Introduction: When emergency medical services (EMS) responds to a field call for a patient experiencing stroke symptoms, the response is emergent, necessitating the use of lights and siren (L&S) to allow for expedited transport to a stroke-capable center. With the expanded use of endovascular therapy (EVT) for large-vessel occlusion (LVO), many stroke-capable centers are transferring larger numbers of LVO patients to EVT-capable centers for definitive care. Interestingly, many EMS systems do not respond to or transport inter-facility transfers emergently with L&S. This can potentially lead to delays in care and worse clinical outcomes. Given increased scrutiny surrounding the safety and utility of L&S transport among EMS providers, we investigated the difference between emergent and non-emergent transfer of confirmed LVO stroke patients from two institutions with varied distances and traffic patterns. Methods: A retrospective analysis was performed of 127 consecutive inter-facility transfers for LVO from two facilities, Hospital A (38.5 miles) and Hospital B (5.5 miles), to the University of Michigan Comprehensive Stroke Center over 3 years and 2 years respectively. Transfers by helicopter (17/127; 13.4%) and those without available EMS data (9/127; 7.1%) were excluded. Final review included 50 cases from Hospital A and 51 from Hospital B. Run times and use of L&S during transport were collected. A t-test was used to examine whether the observed differences in transport times were statistically significant. Results: Of the 50 transfers from Hospital A, 22 were transported without L&S use and 28 with L&S. The mean transport time was 44 minutes versus 35 minutes, respectively.
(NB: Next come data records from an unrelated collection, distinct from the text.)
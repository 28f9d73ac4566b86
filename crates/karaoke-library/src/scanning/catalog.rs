use std::path::{Path, PathBuf};

use karaoke_catalog::{CatalogRecord, DbfTable};
use karaoke_core::{SongFiles, SongMetadata};

use super::{Candidate, SkipReason, SongSource};

/// Canciones descritas por `Data/SONG.DBF`, en orden de tabla.
///
/// Los ficheros viven en `Songs/{TYPE}/{SUB_TYPE}/...`, repartidos en
/// subcarpetas por la primera letra del código. Si no están en la subcarpeta
/// se busca directamente en el nivel superior.
pub struct CatalogSource {
    base_dir: PathBuf,
    table: DbfTable,
}

impl CatalogSource {
    pub fn new(base_dir: impl Into<PathBuf>, table: DbfTable) -> Self {
        Self {
            base_dir: base_dir.into(),
            table,
        }
    }

    pub fn open(base_dir: impl Into<PathBuf>) -> Result<Self, karaoke_catalog::Error> {
        let base_dir = base_dir.into();
        let table = DbfTable::open(&base_dir.join(karaoke_catalog::CATALOG_RELATIVE_PATH))?;
        Ok(Self::new(base_dir, table))
    }

    fn classify(&self, record: CatalogRecord) -> Candidate {
        let metadata = record.metadata();
        let label = if metadata.code.is_empty() {
            format!("row {}", record.row)
        } else {
            metadata.code.clone()
        };

        if metadata.code.is_empty() || metadata.track_type.is_empty() || metadata.sub_type.is_empty() {
            return Candidate::Incomplete {
                label,
                reason: SkipReason::MissingFields,
            };
        }

        match resolve_files(&self.base_dir, &metadata) {
            Ok(files) => Candidate::Complete { files, metadata },
            Err(reason) => Candidate::Incomplete { label, reason },
        }
    }
}

impl SongSource for CatalogSource {
    fn candidates(&self) -> Box<dyn Iterator<Item = Candidate> + Send + '_> {
        Box::new(self.table.records().map(|record| self.classify(record)))
    }
}

fn locate(dir: &Path, folder: &str, file_name: &str) -> Option<PathBuf> {
    let nested = dir.join(folder).join(file_name);
    if nested.is_file() {
        return Some(nested);
    }
    let flat = dir.join(file_name);
    flat.is_file().then_some(flat)
}

fn resolve_files(base_dir: &Path, meta: &SongMetadata) -> Result<SongFiles, SkipReason> {
    let primary = base_dir
        .join("Songs")
        .join(&meta.track_type)
        .join(&meta.sub_type);
    let code = meta.code.as_str();
    let folder: String = code.chars().take(1).collect();

    match meta.sub_type.to_ascii_uppercase().as_str() {
        "EMK" => locate(&primary, &folder, &format!("{code}.emk"))
            .map(|emk| SongFiles::Emk { emk })
            .ok_or(SkipReason::MissingFiles(vec!["emk"])),
        "NCN" => {
            let mid = locate(&primary.join("Song"), &folder, &format!("{code}.mid"));
            let lyr = locate(&primary.join("Lyrics"), &folder, &format!("{code}.lyr"));
            let cur = locate(&primary.join("Cursor"), &folder, &format!("{code}.cur"));
            match (mid, lyr, cur) {
                (Some(mid), Some(lyr), Some(cur)) => Ok(SongFiles::Ncn { mid, lyr, cur }),
                (mid, lyr, cur) => {
                    let missing = [(mid.is_none(), "mid"), (lyr.is_none(), "lyr"), (cur.is_none(), "cur")]
                        .into_iter()
                        .filter_map(|(gone, ext)| gone.then_some(ext))
                        .collect();
                    Err(SkipReason::MissingFiles(missing))
                }
            }
        }
        other => Err(SkipReason::UnsupportedSubType(other.to_string())),
    }
}
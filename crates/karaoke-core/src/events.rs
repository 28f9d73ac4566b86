use std::path::PathBuf;

use crate::song::SongKind;

/// Eventos que emite el pipeline hacia quien lo invoca (CLI, GUI...).
#[derive(Debug, Clone, PartialEq, Eq)]
pub enum PipelineEvent {
    RunStarted {
        input: PathBuf,
        output: PathBuf,
    },
    SongDiscovered {
        original_index: usize,
        kind: SongKind,
        code: String,
    },
    SongSkipped {
        label: String,
        reason: String,
    },
    SongDropped {
        original_index: usize,
        batch_index: usize,
        reason: String,
    },
    DiscoveryFinished {
        songs: usize,
        skipped: usize,
    },
    BatchCompleted {
        batch_index: usize,
        songs: usize,
        size_bytes: u64,
    },
    BatchFailed {
        batch_index: usize,
        reason: String,
    },
    GroupSealed {
        group_index: usize,
        batches: Vec<usize>,
        size_bytes: u64,
    },
    ChunkWritten {
        chunk_index: usize,
        records: usize,
    },
    IndexWritten {
        total_records: usize,
        chunk_count: usize,
    },
    RunFinished {
        songs: usize,
        batches: usize,
        groups: usize,
    },
    RunCancelled,
}

/// Puerto de salida para el progreso. El núcleo no guarda estado de UI.
pub trait EventSink: Send + Sync {
    fn emit(&self, event: PipelineEvent);
}

impl<F> EventSink for F
where
    F: Fn(PipelineEvent) + Send + Sync,
{
    fn emit(&self, event: PipelineEvent) {
        self(event)
    }
}

/// Sink que descarta todo.
#[derive(Debug, Default, Clone, Copy)]
pub struct NoopSink;

impl EventSink for NoopSink {
    fn emit(&self, _event: PipelineEvent) {}
}
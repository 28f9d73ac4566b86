use std::{
    fs::{self, File},
    path::{Path, PathBuf},
};

use tracing::debug;

use crate::{errors::Error, fs_utils};

pub const DATA_DIR: &str = "Data";
pub const MASTER_INDEX_FILE: &str = "master_index_v6.json";
pub const CHUNK_DIR: &str = "preview_chunk_v6";
pub const INDEX_ARCHIVE_FILE: &str = "index.zip";
const LOCK_FILE: &str = ".karaoke.lock";

/// Nombre del archivo de un lote: `{batch}.zip`.
pub fn batch_archive_name(batch: usize) -> String {
    format!("{batch}.zip")
}

/// Nombre del archivo de un grupo: `karaoke_{group}.zip`.
pub fn group_archive_name(group: usize) -> String {
    format!("karaoke_{group}.zip")
}

/// Nombre del fichero de un chunk de preview: `{chunk}.json`.
pub fn chunk_file_name(chunk: usize) -> String {
    format!("{chunk}.json")
}

/// Estructura de la carpeta de salida de una ejecución:
///
/// ```text
/// <root>/{batch}.zip
/// <root>/karaoke_{group}.zip
/// <root>/Data/master_index_v6.json
/// <root>/Data/preview_chunk_v6/{chunk}.json
/// <root>/index.zip
/// ```
#[derive(Debug, Clone, PartialEq, Eq)]
pub struct OutputLayout {
    root: PathBuf,
}

impl OutputLayout {
    pub fn new(root: impl Into<PathBuf>) -> Self {
        Self { root: root.into() }
    }

    pub fn root(&self) -> &Path {
        &self.root
    }

    pub fn data_dir(&self) -> PathBuf {
        self.root.join(DATA_DIR)
    }

    pub fn master_index(&self) -> PathBuf {
        self.data_dir().join(MASTER_INDEX_FILE)
    }

    pub fn chunk_dir(&self) -> PathBuf {
        self.data_dir().join(CHUNK_DIR)
    }

    pub fn chunk_file(&self, chunk: usize) -> PathBuf {
        self.chunk_dir().join(chunk_file_name(chunk))
    }

    pub fn batch_archive(&self, batch: usize) -> PathBuf {
        self.root.join(batch_archive_name(batch))
    }

    pub fn group_archive(&self, group: usize) -> PathBuf {
        self.root.join(group_archive_name(group))
    }

    pub fn index_archive(&self) -> PathBuf {
        self.root.join(INDEX_ARCHIVE_FILE)
    }

    /// Crea `root`, `Data/` y `Data/preview_chunk_v6/`, y comprueba que se puede escribir.
    pub fn ensure(&self) -> Result<(), Error> {
        for dir in [self.root.clone(), self.data_dir(), self.chunk_dir()] {
            fs_utils::ensure_dir(&dir)?;
            fs_utils::check_writable(&dir)?;
        }
        Ok(())
    }

    /// Lock exclusivo sobre la carpeta de salida mientras dure la ejecución.
    pub fn lock(&self) -> Result<OutputLock, Error> {
        let path = self.root.join(LOCK_FILE);
        let file = fs_utils::lock_file(&path)?;
        debug!(path = %path.display(), "output folder locked");
        Ok(OutputLock { _file: file, path })
    }
}

/// Mantiene el lock de la carpeta de salida; al soltarse borra el fichero de lock.
#[derive(Debug)]
pub struct OutputLock {
    _file: File,
    path: PathBuf,
}

impl Drop for OutputLock {
    fn drop(&mut self) {
        let _ = fs::remove_file(&self.path);
    }
}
From Hospital B, there were 14 transfers transported without L&S use and 37 with L&S. The mean transport time was 15 minutes versus 9 minutes, respectively. For both samples, p-value was <0.01. Conclusion: Despite a small sample size, this analysis demonstrates significant time savings using L&S during inter-facility transfer of stroke patients with confirmed LVO. While inherent risk is associated with the use of L&S during EMS transport, judicious use for confirmed time-sensitive indications seems warranted.